Moderna will ship only about three-quarters of the expected supply, cutting Canada’s next shipment by more than 50,000 doses.
Similar cuts are being made to Europe’s deliveries, with Italy, France and Switzerland all reporting they, too, are getting less than 80 per cent of their expected doses.
It is more bad news for Canada’s already troubled vaccine supplies, after Pfizer cut back its deliveries by more than two-thirds since mid-January.
Pfizer is also pushing Canada to change the label on its vaccine to declare each vial contains six doses, instead of five, allowing the drugmaker to meet its delivery contract by sending fewer vials.
However Trudeau says new export controls Europe is imposing on COVID-19 vaccines produced there won’t affect Canada, and he expects Pfizer and Moderna to catch up on their deliveries before long.
European Commission President Ursula von der Leyen said Friday the commission is following through on a threat to force COVID-19 vaccine makers to show them what vaccines they are producing in Europe and where those are going.
She said the export transparency rule is temporary but has to be done as the continent is in an ongoing battle with vaccine-makers about slow deliveries.
Both Pfizer-BioNTech and AstraZeneca are behind on their scheduled deliveries to European nations, but it is the latter with which Europe is having the loudest fight, demanding the company ship doses made in the United Kingdom to make up for shortfalls due to production issues in its European plants.
Trudeau spoke with von der Leyen earlier this week and he said she told him Canada’s deliveries would continue. International Trade Minister Mary Ng spoke Thursday with European trade commissioner Valdis Dombrovskis, and said he reiterated that assurance.
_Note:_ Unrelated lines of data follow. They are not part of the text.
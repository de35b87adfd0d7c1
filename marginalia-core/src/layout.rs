//! Layout Engine: stacks sidebar cards next to their anchors without overlap.

use crate::types::PositionedComment;

/// Units follow the host: pixels in a browser, rows in a terminal.
#[derive(Debug, Clone, Copy, PartialEq)]
pub struct LayoutMetrics {
    /// How far a card is pulled above its anchor.
    pub offset: f64,
    /// Gap between consecutive cards.
    pub spacing: f64,
    /// Height assumed for cards that have not been measured yet.
    pub fallback_height: f64,
}

impl Default for LayoutMetrics {
    fn default() -> Self {
        Self {
            offset: 270.0,
            spacing: 20.0,
            fallback_height: 150.0,
        }
    }
}

impl LayoutMetrics {
    pub fn height_of(&self, card: &PositionedComment) -> f64 {
        card.height.unwrap_or(self.fallback_height)
    }
}

/// Places `cards` in ascending `y` order, each at `y - offset` unless that
/// would overlap the card above it. Cards with equal `y` keep their input
/// order. The first available slot is `0`, the top of the sidebar.
pub fn layout(cards: &[PositionedComment], metrics: &LayoutMetrics) -> Vec<PositionedComment> {
    let mut sorted = cards.to_vec();
    sorted.sort_by(|a, b| a.y.total_cmp(&b.y));

    let mut next = 0.0_f64;
    for card in &mut sorted {
        let desired = card.y - metrics.offset;
        card.top = desired.max(next);
        next = card.top + metrics.height_of(card) + metrics.spacing;
    }
    sorted
}

#[cfg(test)]
mod tests {
    use super::*;
    use crate::types::CardKey;

    fn card(id: &str, y: f64, height: Option<f64>) -> PositionedComment {
        PositionedComment::unplaced(CardKey::Comment(id.to_owned()), y, height)
    }

    fn flat() -> LayoutMetrics {
        LayoutMetrics {
            offset: 0.0,
            ..LayoutMetrics::default()
        }
    }

    #[test]
    fn close_anchors_are_pushed_down() {
        let out = layout(&[card("a", 100.0, None), card("b", 110.0, None)], &flat());
        assert_eq!(out[0].top, 100.0);
        assert!(out[1].top >= 100.0 + 150.0 + 20.0);
        assert_eq!(out[1].top, 270.0);
    }

    #[test]
    fn cards_never_overlap() {
        let metrics = LayoutMetrics::default();
        let cards = vec![
            card("a", 900.0, Some(40.0)),
            card("b", 300.0, None),
            card("c", 310.0, Some(500.0)),
            card("d", 320.0, Some(10.0)),
            card("e", 2000.0, None),
        ];
        let out = layout(&cards, &metrics);
        for pair in out.windows(2) {
            let bottom = pair[0].top + metrics.height_of(&pair[0]);
            assert!(bottom <= pair[1].top, "{:?} overlaps {:?}", pair[0].key, pair[1].key);
        }
    }

    #[test]
    fn order_follows_anchors_and_ties_are_stable() {
        let cards = vec![
            card("late", 500.0, None),
            card("first", 100.0, None),
            card("tie-1", 300.0, None),
            card("tie-2", 300.0, None),
        ];
        let out = layout(&cards, &flat());
        let keys: Vec<_> = out.iter().map(|c| c.key.clone()).collect();
        assert_eq!(
            keys,
            ["first", "tie-1", "tie-2", "late"]
                .iter()
                .map(|k| CardKey::Comment((*k).to_owned()))
                .collect::<Vec<_>>()
        );
        assert!(out.windows(2).all(|w| w[0].top <= w[1].top));
    }

    #[test]
    fn cards_are_never_above_their_desired_top() {
        let metrics = LayoutMetrics::default();
        let cards = vec![card("a", 400.0, None), card("b", 1000.0, None), card("c", 1010.0, None)];
        for c in layout(&cards, &metrics) {
            assert!(c.top >= c.y - metrics.offset);
        }
    }

    #[test]
    fn first_card_starts_at_the_sidebar_origin() {
        let out = layout(&[card("a", 50.0, None)], &LayoutMetrics::default());
        assert_eq!(out[0].top, 0.0);
    }

    #[test]
    fn measured_heights_replace_the_fallback() {
        let out = layout(&[card("a", 0.0, Some(30.0)), card("b", 0.0, None)], &flat());
        assert_eq!(out[1].top, 50.0);
    }

    #[test]
    fn draft_cards_are_placed_like_comments() {
        let out = layout(
            &[
                card("a", 100.0, None),
                PositionedComment::unplaced(CardKey::Draft, 120.0, Some(60.0)),
            ],
            &flat(),
        );
        assert_eq!(out[1].key, CardKey::Draft);
        assert_eq!(out[1].top, 270.0);
    }
}
//! Selection Capture: turns a finished pointer selection into a candidate anchor.

use std::cmp::Ordering;

use tracing::debug;

use crate::document::{Boundary, Document, NodeId};
use crate::geometry::{Geometry, Viewport};
use crate::highlight::is_marker;
use crate::locator::{image_label, is_comment_ui};
use crate::types::{CommentKind, SelectionInfo};

/// Words of context kept on each side of a selection.
pub const CONTEXT_WORDS: usize = 5;

/// A selection as the host reports it: where the drag started and where it
/// ended. The two may be in either document order.
#[derive(Debug, Clone, Copy, PartialEq, Eq)]
pub struct Selection {
    pub anchor: Boundary,
    pub focus: Boundary,
}

impl Selection {
    pub fn new(anchor: Boundary, focus: Boundary) -> Self {
        Self { anchor, focus }
    }

    /// `(start, end)` in document order, or `None` if collapsed or detached.
    pub fn ordered(&self, doc: &Document) -> Option<(Boundary, Boundary)> {
        match doc.compare_boundaries(self.anchor, self.focus)? {
            Ordering::Less => Some((self.anchor, self.focus)),
            Ordering::Greater => Some((self.focus, self.anchor)),
            Ordering::Equal => None,
        }
    }
}

/// Last `n` whitespace-delimited words of `text`.
pub fn words_before(text: &str, n: usize) -> String {
    let words: Vec<&str> = text.split_whitespace().collect();
    words[words.len().saturating_sub(n)..].join(" ")
}

/// First `n` whitespace-delimited words of `text`.
pub fn words_after(text: &str, n: usize) -> String {
    text.split_whitespace().take(n).collect::<Vec<_>>().join(" ")
}

/// The element whose text bounds the context of a boundary: the nearest
/// ancestor that is not a highlight marker.
fn container(doc: &Document, node: NodeId) -> NodeId {
    let start = if doc.text(node).is_some() {
        doc.parent(node).unwrap_or(node)
    } else {
        node
    };
    doc.closest(start, |e| !is_marker(e)).unwrap_or(start)
}

/// `(context_before, context_after)` for the range `start..end`.
pub fn context_words(doc: &Document, start: Boundary, end: Boundary) -> (String, String) {
    let head = container(doc, start.node);
    let tail = container(doc, end.node);
    let before = doc.range_text(Boundary::new(head, 0), start);
    let after = doc.range_text(end, Boundary::new(tail, doc.children(tail).len()));
    (
        words_before(&before, CONTEXT_WORDS),
        words_after(&after, CONTEXT_WORDS),
    )
}

/// Extracts a [`SelectionInfo`] from `selection`.
///
/// Returns `None` for a collapsed or blank selection, one that starts inside
/// comment UI, or one the host cannot measure.
pub fn capture<G>(
    doc: &Document,
    selection: Selection,
    geometry: &G,
    viewport: Viewport,
) -> Option<SelectionInfo>
where
    G: Geometry + ?Sized,
{
    let (start, end) = selection.ordered(doc)?;
    if is_comment_ui(doc, start.node) || is_comment_ui(doc, end.node) {
        return None;
    }
    let Some(rect) = geometry.range_rect(doc, start, end) else {
        debug!(?start, ?end, "selection has no layout");
        return None;
    };
    let x = rect.left + viewport.scroll_x;
    let y = rect.top + viewport.scroll_y;
    let (context_before, context_after) = context_words(doc, start, end);

    if let Some(img) = doc.elements_in_range(start, end, "img").first().copied() {
        return Some(SelectionInfo {
            kind: CommentKind::Image,
            text: image_label(doc, img),
            context_before,
            context_after,
            x,
            y,
            image: Some(img),
            src: doc.attr(img, "src").map(str::to_owned),
        });
    }

    let text = doc.range_text(start, end).trim().to_owned();
    if text.is_empty() {
        return None;
    }
    Some(SelectionInfo {
        kind: CommentKind::Text,
        text,
        context_before,
        context_after,
        x,
        y,
        image: None,
        src: None,
    })
}

/// Holds the live selection between pointer release and draft creation.
#[derive(Debug, Default)]
pub struct SelectionCapture {
    current: Option<SelectionInfo>,
}

impl SelectionCapture {
    pub fn new() -> Self {
        Self::default()
    }

    /// Replaces the captured state with whatever `selection` holds.
    /// A missing, collapsed or empty selection clears it.
    pub fn on_pointer_release<G>(
        &mut self,
        doc: &Document,
        selection: Option<Selection>,
        geometry: &G,
        viewport: Viewport,
    ) -> Option<&SelectionInfo>
    where
        G: Geometry + ?Sized,
    {
        self.current = selection.and_then(|s| capture(doc, s, geometry, viewport));
        self.current.as_ref()
    }

    pub fn current(&self) -> Option<&SelectionInfo> {
        self.current.as_ref()
    }

    pub fn clear(&mut self) {
        self.current = None;
    }
}

#[cfg(test)]
mod tests {
    use super::*;
    use crate::geometry::ClientRect;
    use crate::html;
    use crate::locator::{self, AnchorTarget, MatchTier};

    struct Flat;

    impl Geometry for Flat {
        fn client_rect(&self, _doc: &Document, _target: &AnchorTarget) -> Option<ClientRect> {
            None
        }

        fn range_rect(&self, _doc: &Document, _start: Boundary, _end: Boundary) -> Option<ClientRect> {
            Some(ClientRect {
                top: 30.0,
                left: 4.0,
                width: 10.0,
                height: 1.0,
            })
        }
    }

    fn first_text(doc: &Document) -> NodeId {
        doc.text_nodes(doc.root())[0]
    }

    fn select(doc: &Document, node: NodeId, needle: &str) -> Selection {
        let at = doc.text(node).unwrap().find(needle).unwrap();
        Selection::new(Boundary::new(node, at), Boundary::new(node, at + needle.len()))
    }

    #[test]
    fn text_selection_captures_context_and_position() {
        let doc = html::parse(
            "<p>one two three four five six seven target words here and more after that end</p>",
        )
        .unwrap();
        let t = first_text(&doc);
        let info = capture(&doc, select(&doc, t, "target words "), &Flat, Viewport::new(2.0, 100.0))
            .unwrap();
        assert_eq!(info.kind, CommentKind::Text);
        assert_eq!(info.text, "target words");
        assert_eq!(info.context_before, "three four five six seven");
        assert_eq!(info.context_after, "here and more after that");
        assert_eq!((info.x, info.y), (6.0, 130.0));
    }

    #[test]
    fn backwards_drag_is_normalized() {
        let doc = html::parse("<p>alpha beta gamma</p>").unwrap();
        let t = first_text(&doc);
        let forward = select(&doc, t, "beta");
        let backward = Selection::new(forward.focus, forward.anchor);
        let info = capture(&doc, backward, &Flat, Viewport::default()).unwrap();
        assert_eq!(info.text, "beta");
        assert_eq!(info.context_before, "alpha");
        assert_eq!(info.context_after, "gamma");
    }

    #[test]
    fn collapsed_or_blank_selection_clears() {
        let doc = html::parse("<p>alpha   beta</p>").unwrap();
        let t = first_text(&doc);
        let mut capture = SelectionCapture::new();

        assert!(capture
            .on_pointer_release(&doc, Some(select(&doc, t, "beta")), &Flat, Viewport::default())
            .is_some());
        let collapsed = Selection::new(Boundary::new(t, 2), Boundary::new(t, 2));
        assert!(capture
            .on_pointer_release(&doc, Some(collapsed), &Flat, Viewport::default())
            .is_none());
        assert!(capture.current().is_none());

        let blank = Selection::new(Boundary::new(t, 5), Boundary::new(t, 8));
        assert!(capture
            .on_pointer_release(&doc, Some(blank), &Flat, Viewport::default())
            .is_none());
        assert!(capture
            .on_pointer_release(&doc, None, &Flat, Viewport::default())
            .is_none());
    }

    #[test]
    fn image_selection_uses_alt_text() {
        let doc = html::parse(r#"<p>look at <img src="/arch.png" alt=" Diagram "> here</p>"#).unwrap();
        let p = doc.children(doc.root())[0];
        let info = capture(
            &doc,
            Selection::new(Boundary::new(p, 1), Boundary::new(p, 2)),
            &Flat,
            Viewport::default(),
        )
        .unwrap();
        assert_eq!(info.kind, CommentKind::Image);
        assert_eq!(info.text, "Diagram");
        assert_eq!(info.src.as_deref(), Some("/arch.png"));
        assert_eq!(info.context_before, "look at");
        assert_eq!(info.context_after, "here");
        assert_eq!(doc.tag(info.image.unwrap()), Some("img"));
    }

    #[test]
    fn unlabelled_image_gets_placeholder() {
        let doc = html::parse(r#"<p><img src="/x.png"></p>"#).unwrap();
        let p = doc.children(doc.root())[0];
        let info = capture(
            &doc,
            Selection::new(Boundary::new(p, 0), Boundary::new(p, 1)),
            &Flat,
            Viewport::default(),
        )
        .unwrap();
        assert_eq!(info.text, "[Image]");
    }

    #[test]
    fn selections_in_comment_ui_are_ignored() {
        let doc = html::parse(r#"<aside data-comment-ui="sidebar"><p>a comment body</p></aside>"#)
            .unwrap();
        let t = first_text(&doc);
        assert!(capture(&doc, select(&doc, t, "comment"), &Flat, Viewport::default()).is_none());
    }

    #[test]
    fn captured_anchor_locates_back_to_the_same_text() {
        let doc = html::parse("<p>Then we say hello world today and leave.</p>").unwrap();
        let t = first_text(&doc);
        let info = capture(&doc, select(&doc, t, "hello world"), &Flat, Viewport::default())
            .unwrap();
        let m = locator::locate(&doc, doc.root(), &info.anchor()).unwrap();
        assert_eq!(m.tier, MatchTier::Full);
        assert_eq!(&doc.text(m.node).unwrap()[m.start..m.end], "hello world");
    }

    #[test]
    fn word_windows() {
        assert_eq!(words_before("  a b  c d e f g ", 5), "c d e f g");
        assert_eq!(words_before("a b", 5), "a b");
        assert_eq!(words_after(" x  y ", 5), "x y");
        assert_eq!(words_after("", 5), "");
    }
}
//! Highlight Manager: keeps marker wrappers in the tree in step with the
//! current comment set.
//!
//! The set of highlighted ids is always re-read from the tree itself because
//! the host may have regenerated the document since the last pass. The
//! difference between what is there and what should be there is computed by
//! [`reconcile`], a pure function, and only then applied.

use std::collections::{BTreeMap, BTreeSet};

use tracing::{debug, warn};

use crate::document::{Document, DomError, Element, NodeId};
use crate::locator::{self, AnchorTarget};
use crate::types::Comment;

pub const MARKER_TAG: &str = "mark";
/// Attribute carrying the comment id on a marker.
pub const MARKER_ATTR: &str = "data-comment-id";
pub const MARKER_CLASS: &str = "comment-highlight";
pub const HOVERED_CLASS: &str = "hovered";
pub const ACTIVE_CLASS: &str = "active";

/// `true` for a marker wrapper element.
pub fn is_marker(el: &Element) -> bool {
    el.tag == MARKER_TAG && el.attr(MARKER_ATTR).is_some()
}

fn marker_element(id: &str) -> Element {
    Element::new(MARKER_TAG)
        .with_attr(MARKER_ATTR, id)
        .with_attr("class", MARKER_CLASS)
}

/// One tree mutation decided by [`reconcile`].
#[derive(Debug, Clone, PartialEq, Eq)]
pub enum HighlightOp {
    Unwrap(String),
    Wrap(String),
}

/// Ops that turn the `existing` marker set into the `wanted` one.
///
/// Unwraps come first so text freed by a removed marker is visible to the
/// locator when the new markers are placed. Ids in both sets produce nothing.
pub fn reconcile(existing: &BTreeSet<String>, wanted: &BTreeSet<String>) -> Vec<HighlightOp> {
    existing
        .difference(wanted)
        .map(|id| HighlightOp::Unwrap(id.clone()))
        .chain(
            wanted
                .difference(existing)
                .map(|id| HighlightOp::Wrap(id.clone())),
        )
        .collect()
}

/// Every marker under `root`, keyed by comment id.
pub fn markers(doc: &Document, root: NodeId) -> BTreeMap<String, Vec<NodeId>> {
    let mut out: BTreeMap<String, Vec<NodeId>> = BTreeMap::new();
    for id in doc.descendants(root) {
        let Some(el) = doc.element(id).filter(|e| is_marker(e)) else {
            continue;
        };
        if let Some(comment_id) = el.attr(MARKER_ATTR) {
            out.entry(comment_id.to_owned()).or_default().push(id);
        }
    }
    out
}

/// The marker for comment `id`, if it is highlighted.
pub fn marker_for(doc: &Document, root: NodeId, id: &str) -> Option<NodeId> {
    doc.descendants(root).find(|n| {
        doc.element(*n)
            .is_some_and(|e| is_marker(e) && e.attr(MARKER_ATTR) == Some(id))
    })
}

/// Interaction state reflected on a marker through CSS hook classes.
#[derive(Debug, Clone, Copy, PartialEq, Eq, Default)]
pub enum MarkerState {
    #[default]
    Idle,
    Hovered,
    Active,
}

/// Sets the hover/active classes on every marker for `id`.
/// Returns `false` if the comment has no marker.
pub fn set_marker_state(doc: &mut Document, root: NodeId, id: &str, state: MarkerState) -> bool {
    let nodes = markers(doc, root).remove(id).unwrap_or_default();
    for node in &nodes {
        // Markers are elements, so the class toggles cannot fail.
        let _ = doc.toggle_class(*node, HOVERED_CLASS, state == MarkerState::Hovered);
        let _ = doc.toggle_class(*node, ACTIVE_CLASS, state == MarkerState::Active);
    }
    !nodes.is_empty()
}

/// What one [`HighlightManager::sync`] pass did.
#[derive(Debug, Default)]
pub struct SyncReport {
    pub wrapped: Vec<String>,
    pub unwrapped: Vec<String>,
    /// Comments whose anchor was not found in the current tree.
    pub missed: Vec<String>,
    /// Comments whose anchor was found but could not be wrapped.
    pub failed: Vec<(String, DomError)>,
}

impl SyncReport {
    /// `true` if the pass touched the tree.
    pub fn mutated(&self) -> bool {
        !self.wrapped.is_empty() || !self.unwrapped.is_empty()
    }
}

/// Owns the highlight set of one document.
#[derive(Debug, Default)]
pub struct HighlightManager {
    highlighted: BTreeSet<String>,
}

impl HighlightManager {
    pub fn new() -> Self {
        Self::default()
    }

    /// Ids highlighted after the last [`sync`](Self::sync).
    pub fn highlighted(&self) -> &BTreeSet<String> {
        &self.highlighted
    }

    /// Brings the markers under `root` in line with `comments`.
    ///
    /// Resolved comments and comments with empty text are not highlighted.
    /// A comment that cannot be located or wrapped is skipped; the rest of
    /// the set is still processed. Calling this twice with the same set does
    /// not touch the tree the second time.
    pub fn sync(&mut self, doc: &mut Document, root: NodeId, comments: &[Comment]) -> SyncReport {
        let wanted_comments: BTreeMap<&str, &Comment> = comments
            .iter()
            .filter(|c| !c.is_resolved() && !c.text().trim().is_empty())
            .map(|c| (c.id.as_str(), c))
            .collect();
        let wanted: BTreeSet<String> = wanted_comments.keys().map(|k| (*k).to_owned()).collect();

        let mut present = markers(doc, root);
        let existing: BTreeSet<String> = present.keys().cloned().collect();

        let mut report = SyncReport::default();
        for op in reconcile(&existing, &wanted) {
            match op {
                HighlightOp::Unwrap(id) => {
                    for node in present.remove(&id).unwrap_or_default() {
                        if let Err(err) = doc.unwrap(node) {
                            warn!(comment = %id, error = %err, "failed to unwrap marker");
                        }
                    }
                    report.unwrapped.push(id);
                }
                HighlightOp::Wrap(id) => {
                    let Some(comment) = wanted_comments.get(id.as_str()) else {
                        continue;
                    };
                    match wrap(doc, root, comment) {
                        Ok(Some(_)) => report.wrapped.push(id),
                        Ok(None) => {
                            debug!(comment = %id, "anchor not found, highlight skipped");
                            report.missed.push(id);
                        }
                        Err(err) => {
                            debug!(comment = %id, error = %err, "anchor could not be wrapped");
                            report.failed.push((id, err));
                        }
                    }
                }
            }
        }

        self.highlighted = markers(doc, root).into_keys().collect();
        report
    }

    /// Unwraps every marker under `root`.
    pub fn clear(&mut self, doc: &mut Document, root: NodeId) -> SyncReport {
        self.sync(doc, root, &[])
    }
}

fn wrap(doc: &mut Document, root: NodeId, comment: &Comment) -> Result<Option<NodeId>, DomError> {
    let Some(target) = locator::locate_target(doc, root, comment) else {
        return Ok(None);
    };
    let marker = marker_element(&comment.id);
    let node = match target {
        AnchorTarget::Text(m) => doc.wrap_text_range(m.node, m.start, m.end, marker)?,
        AnchorTarget::Image(img) => doc.wrap_node(img, marker)?,
    };
    Ok(Some(node))
}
The delivery news will overshadow Friday’s positive vaccine development with American pharmaceutical giant Johnson and Johnson reporting its vaccine is very good at preventing people from being hospitalized or dying from COVID-19.
The vaccine is the first to use just a single dose and can be stored in a fridge for up to three months, making it a potential game-changer in the COVID-19 vaccination campaign.
The results aren’t quite as good as those seen in the two vaccines Health Canada has already approved, with both Pfizer-BioNTech and Moderna saying their vaccines showed 95 per cent efficacy against severe illness.
Johnson and Johnson says its single-dose vaccine is 85 per cent effective against severe illness a month after the injection is given, and 66 per cent effective against both moderate and severe illness.
The federal government has already pre-purchased 10 million doses of the vaccine, but it is still being reviewed by Health Canada.
There is no timeline yet for when approval might come or when those doses would be delivered for use in Canada.